Source data:
use super::{AgentIdentity, AgentRef, OrchestrationGraph, Stage};
use crate::a2a::TaskEvent;
use crate::context::RunContext;
use chrono::Utc;
use futures_util::future::join_all;
use serde::Serialize;
use std::sync::Arc;
use tokio::sync::mpsc;

/// A lifecycle event tagged with the agent that produced it
#[derive(Debug, Clone, PartialEq, Eq)]
pub struct DelegateEvent {
    pub author: AgentIdentity,
    pub event: TaskEvent,
}

/// Terminal result of one agent within a stage
#[derive(Debug, Clone, PartialEq, Eq, Serialize)]
pub struct StageOutput {
    pub identity: AgentIdentity,
    pub text: String,
    pub succeeded: bool,
}

impl StageOutput {
    fn from_terminal(identity: AgentIdentity, event: &TaskEvent) -> Self {
        Self {
            identity,
            text: event.text().unwrap_or_default().to_string(),
            succeeded: matches!(event, TaskEvent::Completed { .. }),
        }
    }
}

#[derive(Debug, Clone, PartialEq, Eq)]
pub enum OrchestrationEvent {
    StageStarted {
        index: usize,
        agents: Vec<AgentIdentity>,
    },
    Delegate(DelegateEvent),
    StageCompleted {
        index: usize,
        outputs: Vec<StageOutput>,
    },
    /// Always the last event of a run
    Finished { final_answer: String },
}

/// Input for a stage after the first: the query plus every successful
/// delegate output so far, labelled per agent.
pub fn compose_stage_input(query: &str, outputs: &[StageOutput]) -> String {
    let sections: Vec<String> = outputs
        .iter()
        .filter(|o| o.succeeded && !o.text.trim().is_empty())
        .map(|o| format!("[{}]\n{}", o.identity.label(), o.text.trim()))
        .collect();

    if sections.is_empty() {
        format!("User query: {}\n\nDelegate outputs: none", query)
    } else {
        format!(
            "User query: {}\n\nDelegate outputs:\n\n{}",
            query,
            sections.join("\n\n")
        )
    }
}

/// Runs a graph stage by stage and streams what happens
#[derive(Clone)]
pub struct Orchestrator {
    graph: Arc<OrchestrationGraph>,
}

impl Orchestrator {
    pub fn new(graph: OrchestrationGraph) -> Self {
        Self {
            graph: Arc::new(graph),
        }
    }

    pub fn graph(&self) -> &OrchestrationGraph {
        &self.graph
    }

    pub fn run(&self, run: &RunContext) -> mpsc::UnboundedReceiver<OrchestrationEvent> {
        self.run_with_prior(run, Vec::new())
    }

    /// Start a run seeded with outputs from earlier stages.
    ///
    /// Events are delivered in arrival order; the receiver sees
    /// [`OrchestrationEvent::Finished`] last and then closes.
    pub fn run_with_prior(
        &self,
        run: &RunContext,
        prior: Vec<StageOutput>,
    ) -> mpsc::UnboundedReceiver<OrchestrationEvent> {
        let (tx, rx) = mpsc::unbounded_channel();
        let graph = self.graph.clone();
        let run = run.clone();
        tokio::spawn(async move {
            drive(graph, run, prior, tx).await;
        });
        rx
    }
}

async fn drive(
    graph: Arc<OrchestrationGraph>,
    run: RunContext,
    prior: Vec<StageOutput>,
    tx: mpsc::UnboundedSender<OrchestrationEvent>,
) {
    log::info!(
        "[ORCHESTRATOR] Run {} of {} started: {}",
        run.run_id,
        graph.name(),
        run.query
    );

    let seeded = !prior.is_empty();
    let mut outputs = prior;
    let mut last_stage: Vec<StageOutput> = Vec::new();

    for (index, stage) in graph.stages().iter().enumerate() {
        let input = if index == 0 && !seeded {
            run.query.clone()
        } else {
            compose_stage_input(&run.query, &outputs)
        };

        let agents: Vec<AgentIdentity> =
            stage.members().iter().map(|a| a.identity.clone()).collect();
        let _ = tx.send(OrchestrationEvent::StageStarted {
            index,
            agents: agents.clone(),
        });
        log::info!(
            "[ORCHESTRATOR] Stage {} -> {}",
            index,
            agents
                .iter()
                .map(|a| a.as_str())
                .collect::<Vec<_>>()
                .join(", ")
        );
        for agent in stage.members() {
            log::debug!("[ORCHESTRATOR]   {}: {}", agent.identity, agent.description);
        }

        let results = run_stage(stage, &run.context_id, &input, &tx).await;
        if results.iter().all(|r| !r.succeeded) {
            log::warn!(
                "[ORCHESTRATOR] Every agent in stage {} failed, continuing with no contribution",
                index
            );
        }

        let _ = tx.send(OrchestrationEvent::StageCompleted {
            index,
            outputs: results.clone(),
        });
        outputs.extend(results.iter().cloned());
        last_stage = results;
    }

    let final_answer = last_stage
        .iter()
        .filter(|o| o.succeeded)
        .map(|o| o.text.as_str())
        .collect::<Vec<_>>()
        .join("\n\n");

    let elapsed = Utc::now() - run.started_at;
    log::info!(
        "[ORCHESTRATOR] Run {} finished in {}ms ({} chars)",
        run.run_id,
        elapsed.num_milliseconds(),
        final_answer.len()
    );
    let _ = tx.send(OrchestrationEvent::Finished { final_answer });
}

/// Run every member of a stage on its own task and wait for all of them
async fn run_stage(
    stage: &Stage,
    context_id: &str,
    input: &str,
    tx: &mpsc::UnboundedSender<OrchestrationEvent>,
) -> Vec<StageOutput> {
    let handles: Vec<_> = stage
        .members()
        .iter()
        .map(|agent| {
            let agent = agent.clone();
            let context_id = context_id.to_string();
            let input = input.to_string();
            let tx = tx.clone();
            let identity = agent.identity.clone();
            (
                identity,
                tokio::spawn(async move { run_member(agent, context_id, input, tx).await }),
            )
        })
        .collect();

    let (identities, joins): (Vec<_>, Vec<_>) = handles.into_iter().unzip();
    join_all(joins)
        .await
        .into_iter()
        .zip(identities)
        .map(|(joined, identity)| match joined {
            Ok(output) => output,
            Err(e) => {
                log::error!("[ORCHESTRATOR] {} task aborted: {}", identity, e);
                let event = TaskEvent::failed(format!("Error: {} aborted", identity));
                let _ = tx.send(OrchestrationEvent::Delegate(DelegateEvent {
                    author: identity.clone(),
                    event: event.clone(),
                }));
                StageOutput::from_terminal(identity, &event)
            }
        })
        .collect()
}

/// Invoke one agent, forwarding its events as they arrive
async fn run_member(
    agent: AgentRef,
    context_id: String,
    input: String,
    tx: mpsc::UnboundedSender<OrchestrationEvent>,
) -> StageOutput {
    let (events_tx, mut events_rx) = mpsc::unbounded_channel();
    let invoke = agent.invoker.invoke(&context_id, &input, events_tx);
    let forward = async {
        let mut terminal: Option<TaskEvent> = None;
        while let Some(event) = events_rx.recv().await {
            if terminal.is_some() {
                log::debug!("[ORCHESTRATOR] Dropping event after terminal from {}", agent.identity);
                continue;
            }
            if event.is_terminal() {
                terminal = Some(event.clone());
            }
            let _ = tx.send(OrchestrationEvent::Delegate(DelegateEvent {
                author: agent.identity.clone(),
                event,
            }));
        }
        terminal
    };

    let ((), terminal) = tokio::join!(invoke, forward);
    let terminal = terminal.unwrap_or_else(|| {
        let event = TaskEvent::failed(format!("Error: {} returned no result", agent.identity));
        let _ = tx.send(OrchestrationEvent::Delegate(DelegateEvent {
            author: agent.identity.clone(),
            event: event.clone(),
        }));
        event
    });

    StageOutput::from_terminal(agent.identity.clone(), &terminal)
}

#[cfg(test)]
mod tests {
    use super::*;
    use crate::capabilities::ScriptedCapability;
    use crate::executor::TaskExecutor;
    use crate::orchestration::{AgentInvoker, LocalAgent};
    use async_trait::async_trait;
    use std::time::Duration;

    fn local(name: &str, capability: ScriptedCapability) -> AgentRef {
        let executor = Arc::new(TaskExecutor::new(name, Arc::new(capability)));
        AgentRef::new(
            AgentIdentity::new(name).unwrap(),
            "",
            Arc::new(LocalAgent::new(executor)),
        )
    }

    async fn collect(
        mut rx: mpsc::UnboundedReceiver<OrchestrationEvent>,
    ) -> Vec<OrchestrationEvent> {
        let mut events = Vec::new();
        while let Some(event) = rx.recv().await {
            events.push(event);
        }
        events
    }

    fn terminal_authors(events: &[OrchestrationEvent]) -> Vec<String> {
        events
            .iter()
            .filter_map(|e| match e {
                OrchestrationEvent::Delegate(d) if d.event.is_terminal() => {
                    Some(d.author.to_string())
                }
                _ => None,
            })
            .collect()
    }

    #[tokio::test]
    async fn test_sequential_stage_receives_prior_outputs() {
        let graph = OrchestrationGraph::builder("g")
            .then(local("recommender", ScriptedCapability::answering("Galaxy F54")))
            .then(local("synth", ScriptedCapability::echoing("")))
            .build()
            .unwrap();
        let orchestrator = Orchestrator::new(graph);
        let events = collect(orchestrator.run(&RunContext::new("phones", None))).await;

        match events.last() {
            Some(OrchestrationEvent::Finished { final_answer }) => {
                assert!(final_answer.starts_with("User query: phones"));
                assert!(final_answer.contains("[Recommender]\nGalaxy F54"));
            }
            other => panic!("unexpected last event {:?}", other),
        }
    }

    #[tokio::test]
    async fn test_parallel_failure_does_not_block_sibling() {
        let graph = OrchestrationGraph::builder("g")
            .parallel(vec![
                local("a", ScriptedCapability::answering("X")),
                local("b", ScriptedCapability::failing("boom")),
            ])
            .build()
            .unwrap();
        let events = collect(Orchestrator::new(graph).run(&RunContext::new("q", None))).await;

        let outputs = events
            .iter()
            .find_map(|e| match e {
                OrchestrationEvent::StageCompleted { outputs, .. } => Some(outputs.clone()),
                _ => None,
            })
            .unwrap();
        assert_eq!(outputs.len(), 2);
        assert_eq!(outputs[0].text, "X");
        assert!(outputs[0].succeeded);
        assert_eq!(outputs[1].text, "Error: boom");
        assert!(!outputs[1].succeeded);
        assert!(matches!(
            events.last(),
            Some(OrchestrationEvent::Finished { final_answer }) if final_answer == "X"
        ));
    }

    #[tokio::test]
    async fn test_parallel_events_arrive_in_completion_order() {
        let graph = OrchestrationGraph::builder("g")
            .parallel(vec![
                local(
                    "slow",
                    ScriptedCapability::answering("late").with_delay(Duration::from_millis(300)),
                ),
                local("fast", ScriptedCapability::answering("early")),
            ])
            .build()
            .unwrap();
        let events = collect(Orchestrator::new(graph).run(&RunContext::new("q", None))).await;
        assert_eq!(terminal_authors(&events), vec!["fast", "slow"]);
    }

    #[tokio::test]
    async fn test_all_failed_stage_passes_empty_contribution() {
        let graph = OrchestrationGraph::builder("g")
            .parallel(vec![
                local("a", ScriptedCapability::failing("down")),
                local("b", ScriptedCapability::failing("down")),
            ])
            .then(local("synth", ScriptedCapability::echoing("")))
            .build()
            .unwrap();
        let events = collect(Orchestrator::new(graph).run(&RunContext::new("q", None))).await;
        assert!(matches!(
            events.last(),
            Some(OrchestrationEvent::Finished { final_answer })
                if final_answer == "User query: q\n\nDelegate outputs: none"
        ));
    }

    struct Silent;

    #[async_trait]
    impl AgentInvoker for Silent {
        async fn invoke(
            &self,
            _context_id: &str,
            _input: &str,
            events: mpsc::UnboundedSender<TaskEvent>,
        ) {
            let _ = events.send(TaskEvent::working("hmm"));
        }
    }

    #[tokio::test]
    async fn test_missing_terminal_event_is_synthesized() {
        let graph = OrchestrationGraph::builder("g")
            .then(AgentRef::new(
                AgentIdentity::new("silent").unwrap(),
                "",
                Arc::new(Silent),
            ))
            .build()
            .unwrap();
        let events = collect(Orchestrator::new(graph).run(&RunContext::new("q", None))).await;
        assert_eq!(terminal_authors(&events), vec!["silent"]);
    }

    #[test]
    fn test_compose_stage_input_skips_failures() {
        let outputs = vec![
            StageOutput {
                identity: AgentIdentity::new("price_tracker_agent").unwrap(),
                text: "F54: 22,999".into(),
                succeeded: true,
            },
            StageOutput {
                identity: AgentIdentity::new("review_analysis_agent").unwrap(),
                text: "Error: boom".into(),
                succeeded: false,
            },
        ];
        let input = compose_stage_input("Compare F54 and M34", &outputs);
        assert!(input.contains("[Price Tracker Agent]\nF54: 22,999"));
        assert!(!input.contains("boom"));
    }
}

WORK ORDER: The line containing "pub enum OrchestrationEvent" marks the end. Please print exactly every line from the top of the data to it, both included, and nothing more.

SOLUTION TO THIS EXERCISE:
use super::{AgentIdentity, AgentRef, OrchestrationGraph, Stage};
use crate::a2a::TaskEvent;
use crate::context::RunContext;
use chrono::Utc;
use futures_util::future::join_all;
use serde::Serialize;
use std::sync::Arc;
use tokio::sync::mpsc;

/// A lifecycle event tagged with the agent that produced it
#[derive(Debug, Clone, PartialEq, Eq)]
pub struct DelegateEvent {
    pub author: AgentIdentity,
    pub event: TaskEvent,
}

/// Terminal result of one agent within a stage
#[derive(Debug, Clone, PartialEq, Eq, Serialize)]
pub struct StageOutput {
    pub identity: AgentIdentity,
    pub text: String,
    pub succeeded: bool,
}

impl StageOutput {
    fn from_terminal(identity: AgentIdentity, event: &TaskEvent) -> Self {
        Self {
            identity,
            text: event.text().unwrap_or_default().to_string(),
            succeeded: matches!(event, TaskEvent::Completed { .. }),
        }
    }
}

#[derive(Debug, Clone, PartialEq, Eq)]
pub enum OrchestrationEvent {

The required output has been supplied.